A Green and Narrow Bed
This one is a small, intense game about grief, vengeance and forgiveness. It's basically a tabletop game but occupies the grey area on the edge of live action, because the system is front-loaded and in play you just do stuff. You play widows whose husbands were killed, and the entire game revolves around your character's encounter with the man who did it. It's a weirdly focused game that emerged from my interest in exploring the idea of how we structure play. Most games (mine included) default to a cinematic model of scenes, usually in sequence, that build on one another. In A Green and Narrow Bed there is basically one monumental scene for each character, and each player is going to make a single not-very-nuanced choice that is freighted with meaning. It is almost complete and I've played it a few times - I think it would benefit from some more play and critique, but the core is exactly what I want it to be. This game is so narrowly focused I don't really know what to do with it, but I think it is interesting as both a design exercise and as thematic exploration.

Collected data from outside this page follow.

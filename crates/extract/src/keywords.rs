use serde::{Deserialize, Serialize};

#[derive(Debug, Clone, Serialize, Deserialize)]
pub struct CompanyEntry {
    /// Canonical display name
    pub name: String,
    pub symbol: String,
    pub sector: String,
    #[serde(default)]
    pub aliases: Vec<String>,
}

impl CompanyEntry {
    pub fn surface_forms(&self) -> impl Iterator<Item = &str> {
        std::iter::once(self.name.as_str()).chain(self.aliases.iter().map(String::as_str))
    }
}

#[derive(Debug, Clone, Serialize, Deserialize)]
pub struct SectorEntry {
    pub name: String,
    pub keywords: Vec<String>,
}

#[derive(Debug, Clone, Serialize, Deserialize)]
pub struct RegulatorEntry {
    pub name: String,
    pub keywords: Vec<String>,
    /// Sectors whose listed companies move with this regulator's decisions
    pub sectors: Vec<String>,
}

#[derive(Debug, Clone, Serialize, Deserialize)]
pub struct EventEntry {
    pub name: String,
    pub keywords: Vec<String>,
}

/// Company/sector/regulator/event vocabulary used for keyword matching and impact mapping.
#[derive(Debug, Clone, Serialize, Deserialize)]
pub struct KeywordTable {
    pub companies: Vec<CompanyEntry>,
    pub sectors: Vec<SectorEntry>,
    pub regulators: Vec<RegulatorEntry>,
    pub events: Vec<EventEntry>,
}

impl KeywordTable {
    pub fn company(&self, name: &str) -> Option<&CompanyEntry> {
        let name = name.trim();
        self.companies
            .iter()
            .find(|c| c.surface_forms().any(|form| form.eq_ignore_ascii_case(name)))
    }

    pub fn sector(&self, name: &str) -> Option<&SectorEntry> {
        self.sectors.iter().find(|s| s.name.eq_ignore_ascii_case(name.trim()))
    }

    pub fn regulator(&self, name: &str) -> Option<&RegulatorEntry> {
        let name = name.trim();
        self.regulators.iter().find(|r| {
            r.name.eq_ignore_ascii_case(name) || r.keywords.iter().any(|k| k.eq_ignore_ascii_case(name))
        })
    }

    pub fn symbol_for(&self, company: &str) -> Option<&str> {
        self.company(company).map(|c| c.symbol.as_str())
    }

    pub fn companies_in_sector(&self, sector: &str) -> Vec<&CompanyEntry> {
        self.companies
            .iter()
            .filter(|c| c.sector.eq_ignore_ascii_case(sector.trim()))
            .collect()
    }

    /// Distinct symbols of a sector, in table order.
    pub fn symbols_in_sector(&self, sector: &str) -> Vec<&str> {
        let mut symbols: Vec<&str> = Vec::new();
        for company in self.companies_in_sector(sector) {
            if !symbols.contains(&company.symbol.as_str()) {
                symbols.push(&company.symbol);
            }
        }
        symbols
    }

    /// Cross-reference problems between the tables; empty when consistent.
    pub fn validate(&self) -> Vec<String> {
        let mut problems = Vec::new();

        for company in &self.companies {
            if self.sector(&company.sector).is_none() {
                problems.push(format!(
                    "company '{}' ({}) maps to unknown sector '{}'",
                    company.name, company.symbol, company.sector
                ));
            }
        }
        for sector in &self.sectors {
            if self.symbols_in_sector(&sector.name).is_empty() {
                problems.push(format!("sector '{}' has no symbols", sector.name));
            }
        }
        for regulator in &self.regulators {
            for sector in &regulator.sectors {
                if self.sector(sector).is_none() {
                    problems.push(format!(
                        "regulator '{}' oversees unknown sector '{}'",
                        regulator.name, sector
                    ));
                }
            }
        }

        problems
    }
}

fn company(name: &str, symbol: &str, sector: &str, aliases: &[&str]) -> CompanyEntry {
    CompanyEntry {
        name: name.to_string(),
        symbol: symbol.to_string(),
        sector: sector.to_string(),
        aliases: aliases.iter().map(|a| a.to_string()).collect(),
    }
}

fn words(list: &[&str]) -> Vec<String> {
    list.iter().map(|w| w.to_string()).collect()
}

impl Default for KeywordTable {
    fn default() -> Self {
        Self {
            companies: vec![
                company("HDFC Bank", "HDFCBANK", "Banking", &["HDFC"]),
                company("ICICI Bank", "ICICIBANK", "Banking", &["ICICI"]),
                company("State Bank of India", "SBIN", "Banking", &["SBI"]),
                company("Axis Bank", "AXISBANK", "Banking", &[]),
                company("Kotak Mahindra Bank", "KOTAKBANK", "Banking", &["Kotak Bank"]),
                company("Punjab National Bank", "PNB", "Banking", &[]),
                company("Bank of Baroda", "BANKBARODA", "Banking", &[]),
                company("IndusInd Bank", "INDUSINDBK", "Banking", &[]),
                company("Tata Consultancy Services", "TCS", "IT", &["TCS"]),
                company("Infosys", "INFY", "IT", &[]),
                company("Wipro", "WIPRO", "IT", &[]),
                company("HCL Technologies", "HCLTECH", "IT", &["HCL"]),
                company("Tech Mahindra", "TECHM", "IT", &[]),
                company("Sun Pharma", "SUNPHARMA", "Pharma", &["Sun Pharmaceutical"]),
                company("Dr. Reddy's", "DRREDDY", "Pharma", &["Dr Reddy's"]),
                company("Cipla", "CIPLA", "Pharma", &[]),
                company("Lupin", "LUPIN", "Pharma", &[]),
                company("Maruti Suzuki", "MARUTI", "Auto", &[]),
                company("Tata Motors", "TATAMOTORS", "Auto", &[]),
                company("Mahindra & Mahindra", "M&M", "Auto", &["Mahindra"]),
                company("Bajaj Auto", "BAJAJ-AUTO", "Auto", &[]),
                company("Hindustan Unilever", "HINDUNILVR", "FMCG", &["HUL"]),
                company("ITC", "ITC", "FMCG", &[]),
                company("Nestle", "NESTLEIND", "FMCG", &[]),
                company("Reliance Industries", "RELIANCE", "Energy", &["Reliance"]),
                company("ONGC", "ONGC", "Energy", &["Oil and Natural Gas Corporation"]),
            ],
            sectors: vec![
                SectorEntry {
                    name: "Banking".to_string(),
                    keywords: words(&["bank", "banks", "banking", "lender", "lenders", "loan", "loans", "credit", "deposit", "deposits", "NPA", "NPAs", "bad loans"]),
                },
                SectorEntry {
                    name: "IT".to_string(),
                    keywords: words(&["IT", "software", "technology", "digital", "tech", "IT services", "outsourcing"]),
                },
                SectorEntry {
                    name: "Pharma".to_string(),
                    keywords: words(&["pharma", "pharmaceutical", "drug", "drugs", "medicine", "FDA", "clinical trial"]),
                },
                SectorEntry {
                    name: "Auto".to_string(),
                    keywords: words(&["automobile", "auto", "vehicle", "vehicles", "car", "cars", "SUV", "two-wheeler"]),
                },
                SectorEntry {
                    name: "FMCG".to_string(),
                    keywords: words(&["FMCG", "consumer goods", "fast-moving", "retail"]),
                },
                SectorEntry {
                    name: "Energy".to_string(),
                    keywords: words(&["oil", "gas", "petroleum", "refinery", "crude", "energy"]),
                },
            ],
            regulators: vec![
                RegulatorEntry {
                    name: "RBI".to_string(),
                    keywords: words(&["RBI", "Reserve Bank", "Reserve Bank of India", "central bank", "repo rate", "CRR", "SLR"]),
                    sectors: words(&["Banking"]),
                },
                RegulatorEntry {
                    name: "SEBI".to_string(),
                    keywords: words(&["SEBI", "Securities and Exchange Board", "market regulator", "insider trading"]),
                    sectors: words(&["Banking", "IT"]),
                },
                RegulatorEntry {
                    name: "FED".to_string(),
                    keywords: words(&["Federal Reserve", "FOMC", "US central bank"]),
                    sectors: words(&["IT"]),
                },
                RegulatorEntry {
                    name: "IRDAI".to_string(),
                    keywords: words(&["IRDAI", "Insurance Regulatory", "insurance regulator"]),
                    sectors: words(&["Banking"]),
                },
            ],
            events: vec![
                EventEntry {
                    name: "rate hike".to_string(),
                    keywords: words(&["rate hike", "rate hikes", "hikes repo rate", "hiked repo rate", "hikes rates", "hiked rates", "increases repo rate", "raised the repo rate", "raised the policy rate", "rate increase"]),
                },
                EventEntry {
                    name: "rate cut".to_string(),
                    keywords: words(&["rate cut", "rate cuts", "cuts repo rate", "reduced the repo rate"]),
                },
                EventEntry {
                    name: "dividend".to_string(),
                    keywords: words(&["dividend", "dividends", "payout"]),
                },
                EventEntry {
                    name: "acquisition".to_string(),
                    keywords: words(&["acquisition", "acquires", "acquired", "merger", "takeover"]),
                },
                EventEntry {
                    name: "earnings".to_string(),
                    keywords: words(&["earnings", "quarterly results", "net profit", "Q1", "Q2", "Q3", "Q4"]),
                },
                EventEntry {
                    name: "contract win".to_string(),
                    keywords: words(&["wins contract", "secured a contract", "secures contract", "contract"]),
                },
                EventEntry {
                    name: "regulation".to_string(),
                    keywords: words(&["guidelines", "regulations", "compliance"]),
                },
            ],
        }
    }
}
use anyhow::Result;
use serde::{Deserialize, Serialize};
use std::collections::HashMap;
use std::sync::Arc;

use tracing::{debug, info, warn};
use uuid::Uuid;

use crate::cache::{CacheStats, CachedEmbedder};
use crate::config::PipelineConfig;
use crate::context::RunContext;
use crate::metrics::{MetricsSnapshot, PipelineMetrics, TimedOperation};
use crate::retry::RetryPolicy;
use dedup::{Deduplicator, MergedArticle};
use extract::{EntityExtractionStage, EntityExtractorPort, StockImpactStage};
use index::{MetadataStorePort, StorageStage, StoredRecord, VectorIndexPort};
use ingest::{ArticleId, CanonicalArticle, EmbeddingPort, IngestionStage, NewsError, RawArticle, bounded};
use query::{QueryEngine, QueryResponse};

/// External collaborators the pipeline is wired to.
#[derive(Clone)]
pub struct PipelinePorts {
    pub embedder: Arc<dyn EmbeddingPort>,
    pub tagger: Arc<dyn EntityExtractorPort>,
    pub metadata: Arc<dyn MetadataStorePort>,
    pub vectors: Arc<dyn VectorIndexPort>,
}

/// What happened to one input article.
#[derive(Debug, Clone, PartialEq, Serialize, Deserialize)]
#[serde(tag = "status", rename_all = "snake_case")]
pub enum ArticleOutcome {
    Stored { record_id: ArticleId },
    /// Folded into another article's record
    Merged { into: ArticleId },
    Skipped { reason: String },
    Failed { reason: String },
    Cancelled,
}

#[derive(Debug, Clone, Default, PartialEq, Serialize, Deserialize)]
pub struct BatchCounts {
    pub received: usize,
    pub ingested: usize,
    pub deduplicated_away: usize,
    pub stored: usize,
    pub failed: usize,
    pub skipped: usize,
    pub cancelled: usize,
}

#[derive(Debug, Clone, Serialize, Deserialize)]
pub struct BatchReport {
    pub batch_id: Uuid,
    /// One per input article, in input order
    pub outcomes: Vec<ArticleOutcome>,
    pub counts: BatchCounts,
    pub warnings: Vec<String>,
}

#[derive(Debug, Clone, Serialize)]
pub struct PipelineStats {
    pub stored_records: usize,
    pub metrics: MetricsSnapshot,
    pub cache: Option<CacheStats>,
}

/// Runs batches through ingest -> dedup -> extract -> impact -> store,
/// and serves queries over what was stored.
pub struct PipelineOrchestrator {
    config: PipelineConfig,
    ingestion: IngestionStage,
    deduplicator: Deduplicator,
    extraction: EntityExtractionStage,
    impact: StockImpactStage,
    storage: StorageStage,
    query_engine: QueryEngine,
    retry: RetryPolicy,
    metrics: Arc<PipelineMetrics>,
    cache: Option<Arc<CachedEmbedder>>,
}

impl PipelineOrchestrator {
    pub fn new(config: PipelineConfig, ports: PipelinePorts) -> Result<Self> {
        config.validate()?;
        for problem in config.keywords.validate() {
            warn!(problem = %problem, "keyword table inconsistency, affected impacts will be partial");
        }

        let cache = config
            .cache
            .enabled
            .then(|| Arc::new(CachedEmbedder::new(ports.embedder.clone(), config.cache.max_entries)));
        let embedder: Arc<dyn EmbeddingPort> = match &cache {
            Some(cached) => cached.clone(),
            None => ports.embedder.clone(),
        };

        let table = Arc::new(config.keywords.clone());
        let extraction = EntityExtractionStage::new(ports.tagger.clone(), table.clone())?;
        let query_engine = QueryEngine::new(
            embedder.clone(),
            extraction.clone(),
            ports.metadata.clone(),
            ports.vectors.clone(),
            config.query.clone(),
        )
        .with_timeout(config.timeouts.embed().max(config.timeouts.extract()));

        Ok(Self {
            ingestion: IngestionStage::new(embedder, config.embedding_dimension),
            deduplicator: Deduplicator::new(config.dedup.clone()),
            impact: StockImpactStage::new(table, config.impact.clone()),
            storage: StorageStage::new(ports.metadata, ports.vectors),
            extraction,
            query_engine,
            retry: RetryPolicy::from_config(&config.retry),
            metrics: Arc::new(PipelineMetrics::new()),
            cache,
            config,
        })
    }

    pub fn config(&self) -> &PipelineConfig {
        &self.config
    }

    pub fn metrics(&self) -> &Arc<PipelineMetrics> {
        &self.metrics
    }

    /// Fresh context for one batch, using the configured timeouts.
    pub fn run_context(&self) -> RunContext {
        RunContext::new(&self.config)
    }

    pub async fn process_batch(&self, articles: Vec<RawArticle>, ctx: &RunContext) -> BatchReport {
        info!(batch_id = %ctx.batch_id, articles = articles.len(), "batch started");

        let mut outcomes: Vec<Option<ArticleOutcome>> = vec![None; articles.len()];
        let mut warnings = Vec::new();

        // Step 1: ingest
        let mut ingested: Vec<CanonicalArticle> = Vec::new();
        let mut input_index: HashMap<ArticleId, usize> = HashMap::new();
        for (idx, raw) in articles.iter().enumerate() {
            if ctx.is_cancelled() {
                break;
            }

            let timer = TimedOperation::start();
            let result = self
                .retry
                .retry("ingest", || self.ingestion.ingest(raw, ctx.embed_timeout))
                .await;
            self.metrics.record_ingest(timer.elapsed());

            match result {
                Ok(article) => {
                    input_index.insert(article.id, idx);
                    ingested.push(article);
                }
                Err(NewsError::Validation(reason)) => {
                    warn!(batch_id = %ctx.batch_id, index = idx, reason = %reason, "article skipped");
                    outcomes[idx] = Some(ArticleOutcome::Skipped { reason });
                }
                Err(e) => {
                    warn!(batch_id = %ctx.batch_id, index = idx, error = %e, "article ingestion failed");
                    outcomes[idx] = Some(ArticleOutcome::Failed { reason: e.to_string() });
                }
            }
        }
        let ingested_count = ingested.len();

        // Step 2: deduplicate
        let timer = TimedOperation::start();
        let dedup = self.deduplicator.cluster(&ingested);
        self.metrics.record_dedup(timer.elapsed());

        // Step 3: extract, map, store per cluster
        for merged in &dedup.merged {
            if ctx.is_cancelled() {
                break;
            }

            let member_outcomes = match self.commit(merged, ctx, &mut warnings).await {
                Ok(record_id) => {
                    debug!(record_id = %record_id, members = merged.member_ids.len(), "cluster stored");
                    merged
                        .member_ids
                        .iter()
                        .map(|id| {
                            let outcome = if *id == record_id {
                                ArticleOutcome::Stored { record_id }
                            } else {
                                ArticleOutcome::Merged { into: record_id }
                            };
                            (*id, outcome)
                        })
                        .collect::<Vec<_>>()
                }
                Err(e) => {
                    warn!(batch_id = %ctx.batch_id, record_id = %merged.id(), error = %e, kind = e.kind(), "cluster failed");
                    merged
                        .member_ids
                        .iter()
                        .map(|id| (*id, ArticleOutcome::Failed { reason: e.to_string() }))
                        .collect()
                }
            };

            for (id, outcome) in member_outcomes {
                if let Some(&idx) = input_index.get(&id) {
                    outcomes[idx] = Some(outcome);
                }
            }
        }

        let outcomes: Vec<ArticleOutcome> = outcomes
            .into_iter()
            .map(|o| o.unwrap_or(ArticleOutcome::Cancelled))
            .collect();
        let counts = count(&outcomes, ingested_count);
        self.metrics.record_batch(&counts);

        info!(
            batch_id = %ctx.batch_id,
            received = counts.received,
            stored = counts.stored,
            deduplicated_away = counts.deduplicated_away,
            skipped = counts.skipped,
            failed = counts.failed,
            cancelled = counts.cancelled,
            "batch finished"
        );

        BatchReport {
            batch_id: ctx.batch_id,
            outcomes,
            counts,
            warnings,
        }
    }

    async fn commit(
        &self,
        merged: &MergedArticle,
        ctx: &RunContext,
        warnings: &mut Vec<String>,
    ) -> Result<ArticleId, NewsError> {
        let timer = TimedOperation::start();
        let extraction = self
            .retry
            .retry("extract", || self.extraction.extract(&merged.merged_text, ctx.extract_timeout))
            .await?;
        self.metrics.record_extract(timer.elapsed(), extraction.entities.len());

        let impacts = match self.impact.map(&extraction) {
            Ok(impacts) => impacts,
            Err(e) => {
                warn!(record_id = %merged.id(), error = %e, "impact mapping incomplete, keeping partial impacts");
                warnings.push(format!("{}: {}", merged.id(), e));
                e.partial
            }
        };

        let record = StoredRecord::from_merged(merged, extraction.entities, impacts);
        let timer = TimedOperation::start();
        let stored = self
            .retry
            .retry("store", || self.storage.store(record.clone(), ctx.store_timeout))
            .await;
        self.metrics.record_store(timer.elapsed());
        stored
    }

    pub async fn query(&self, text: &str, max_results: Option<usize>) -> Result<QueryResponse, NewsError> {
        let timer = TimedOperation::start();
        let response = self.query_engine.query(text, max_results).await;
        self.metrics.record_query(timer.elapsed(), response.is_ok());
        response
    }

    /// Stored records, newest first.
    pub async fn list_recent(&self, limit: usize, offset: usize) -> Result<Vec<StoredRecord>, NewsError> {
        bounded(
            "metadata_store",
            self.config.timeouts.store(),
            self.storage.metadata().list(limit, offset),
        )
        .await
    }

    pub async fn get(&self, id: ArticleId) -> Result<Option<StoredRecord>, NewsError> {
        bounded("metadata_store", self.config.timeouts.store(), self.storage.metadata().get(id)).await
    }

    pub async fn stats(&self) -> Result<PipelineStats, NewsError> {
        let stored_records = bounded(
            "metadata_store",
            self.config.timeouts.store(),
            self.storage.metadata().count(),
        )
        .await?;

        Ok(PipelineStats {
            stored_records,
            metrics: self.metrics.snapshot(),
            cache: self.cache.as_ref().map(|c| c.stats()),
        })
    }
}

fn count(outcomes: &[ArticleOutcome], ingested: usize) -> BatchCounts {
    let mut counts = BatchCounts {
        received: outcomes.len(),
        ingested,
        ..BatchCounts::default()
    };
    for outcome in outcomes {
        match outcome {
            ArticleOutcome::Stored { .. } => counts.stored += 1,
            ArticleOutcome::Merged { .. } => counts.deduplicated_away += 1,
            ArticleOutcome::Skipped { .. } => counts.skipped += 1,
            ArticleOutcome::Failed { .. } => counts.failed += 1,
            ArticleOutcome::Cancelled => counts.cancelled += 1,
        }
    }
    counts
}
pub fn build_tagging_prompt(article_text: &str) -> String {
    format!(
        r#"Tag the people and organizations mentioned in the following financial news text.

INSTRUCTIONS:
1. Identify every person and every organization (companies, banks, regulators, agencies)
2. Copy each name exactly as it appears in the text
3. Output ONLY valid JSON, nothing else
4. Use the exact schema below

SCHEMA:
{{
  "entities": [
    {{"type": "PERSON|ORGANIZATION", "text": "Name as written"}}
  ]
}}

RULES:
- Type must be one of: PERSON, ORGANIZATION
- Do not invent names that are not in the text
- Do not tag products, places, currencies or numbers
- Output ONLY the JSON object, no markdown, no explanations

TEXT:
{}

JSON OUTPUT:"#,
        article_text
    )
}

pub fn build_retry_prompt(invalid_json: &str) -> String {
    format!(
        r#"The following JSON is invalid:

{}

Fix this JSON. Output only valid JSON with no markdown formatting, no code blocks, no explanations. Just the raw JSON object."#,
        invalid_json
    )
}
use anyhow::{Context, Result};
use std::collections::BTreeMap;
use std::sync::Arc;
use std::time::Duration;

use tracing::debug;

use crate::keywords::KeywordTable;
use crate::matcher::KeywordMatcher;
use crate::normalizer::{EntityNormalizer, Resolved};
use crate::schema::{EntityKind, EntitySet};
use crate::tagger::{EntityExtractorPort, Span, SpanKind};
use ingest::{NewsError, bounded};

/// Entities plus the keyword evidence the impact stage scores against.
#[derive(Debug, Clone, Default, PartialEq)]
pub struct ExtractionOutcome {
    pub entities: EntitySet,
    /// Sector name -> keyword hits
    pub sector_hits: BTreeMap<String, usize>,
    /// Regulator name -> keyword hits
    pub regulator_hits: BTreeMap<String, usize>,
    /// Every counted keyword hit, events included
    pub total_hits: usize,
}

/// Tagger output merged with keyword-table matches.
#[derive(Clone)]
pub struct EntityExtractionStage {
    tagger: Arc<dyn EntityExtractorPort>,
    table: Arc<KeywordTable>,
    matcher: Arc<KeywordMatcher>,
    normalizer: Arc<EntityNormalizer>,
}

impl EntityExtractionStage {
    pub fn new(tagger: Arc<dyn EntityExtractorPort>, table: Arc<KeywordTable>) -> Result<Self> {
        let matcher = KeywordMatcher::new(&table).context("Failed to compile keyword table")?;
        let normalizer = EntityNormalizer::new(&table);

        Ok(Self {
            tagger,
            table,
            matcher: Arc::new(matcher),
            normalizer: Arc::new(normalizer),
        })
    }

    pub fn table(&self) -> &KeywordTable {
        &self.table
    }

    pub async fn extract(&self, text: &str, timeout: Duration) -> Result<ExtractionOutcome, NewsError> {
        let spans = bounded("entity_extractor", timeout, self.tagger.extract(text)).await?;
        let outcome = self.combine(text, &spans);

        debug!(
            spans = spans.len(),
            entities = outcome.entities.len(),
            keyword_hits = outcome.total_hits,
            "entities extracted"
        );
        Ok(outcome)
    }

    /// Keyword matches only, no tagger call.
    pub fn match_keywords(&self, text: &str) -> ExtractionOutcome {
        self.combine(text, &[])
    }

    fn combine(&self, text: &str, spans: &[Span]) -> ExtractionOutcome {
        let hits = self.matcher.scan(text);
        let mut outcome = ExtractionOutcome {
            total_hits: hits.total(),
            ..ExtractionOutcome::default()
        };
        let entities = &mut outcome.entities;

        for &idx in hits.companies.keys() {
            entities.insert(EntityKind::Company, &self.table.companies[idx].name);
        }
        for (&idx, &count) in &hits.regulators {
            let name = &self.table.regulators[idx].name;
            entities.insert(EntityKind::Regulator, name);
            outcome.regulator_hits.insert(name.clone(), count);
        }
        for (&idx, &count) in &hits.sectors {
            let name = &self.table.sectors[idx].name;
            entities.insert(EntityKind::Sector, name);
            outcome.sector_hits.insert(name.clone(), count);
        }
        for &idx in hits.events.keys() {
            entities.insert(EntityKind::Event, &self.table.events[idx].name);
        }

        for span in spans {
            match span.kind {
                SpanKind::Person => {
                    entities.insert(EntityKind::Person, &span.text);
                }
                SpanKind::Organization => match self.normalizer.resolve_organization(&span.text) {
                    Resolved::Company(name) | Resolved::Unknown(name) => {
                        entities.insert(EntityKind::Company, &name);
                    }
                    Resolved::Regulator(name) => {
                        // Keyword matching already counted it unless the tagger saw a new form
                        if entities.insert(EntityKind::Regulator, &name) {
                            outcome.regulator_hits.insert(name, 1);
                            outcome.total_hits += 1;
                        }
                    }
                },
            }
        }

        outcome
    }
}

This is another live action game for four players based on William Beebe's groundbreaking bathysphere dives off Bermuda in the 1930s. I'd known about Beebe for a long time, but he swam back into my awareness when I was reading about oceanic cryptids - on his deep dives he described a few animals that have never been seen again, and that he probably made up. That alone fired my imagination, but reading up I learned that his Nonesuch Island expeditions were also romantic and sexual adventures between Beebe, his wife, his assistant, and the guy who built the bathysphere. Everybody was more or less cool with whatever and they had a sort of polyamorous fling each summer. It's a nice story, and also a little melancholy, and delicious fodder for a feel-good larp. It's structured so that two people are in the bathysphere and two are on the surface at any given time, so you get to have these heart to heart conversations in dyads, interrupted by scientific work and arts and crafts (you get to draw the wonderful, bizarre benthic creatures you observe). I like this game because it brings intense relationship drama among friends - nobody wants to hurt anybody, but nobody is going to get exactly what they want either. Deep Love needs a little tweaking but has been well playtested and is a fun game, if you are into its premise.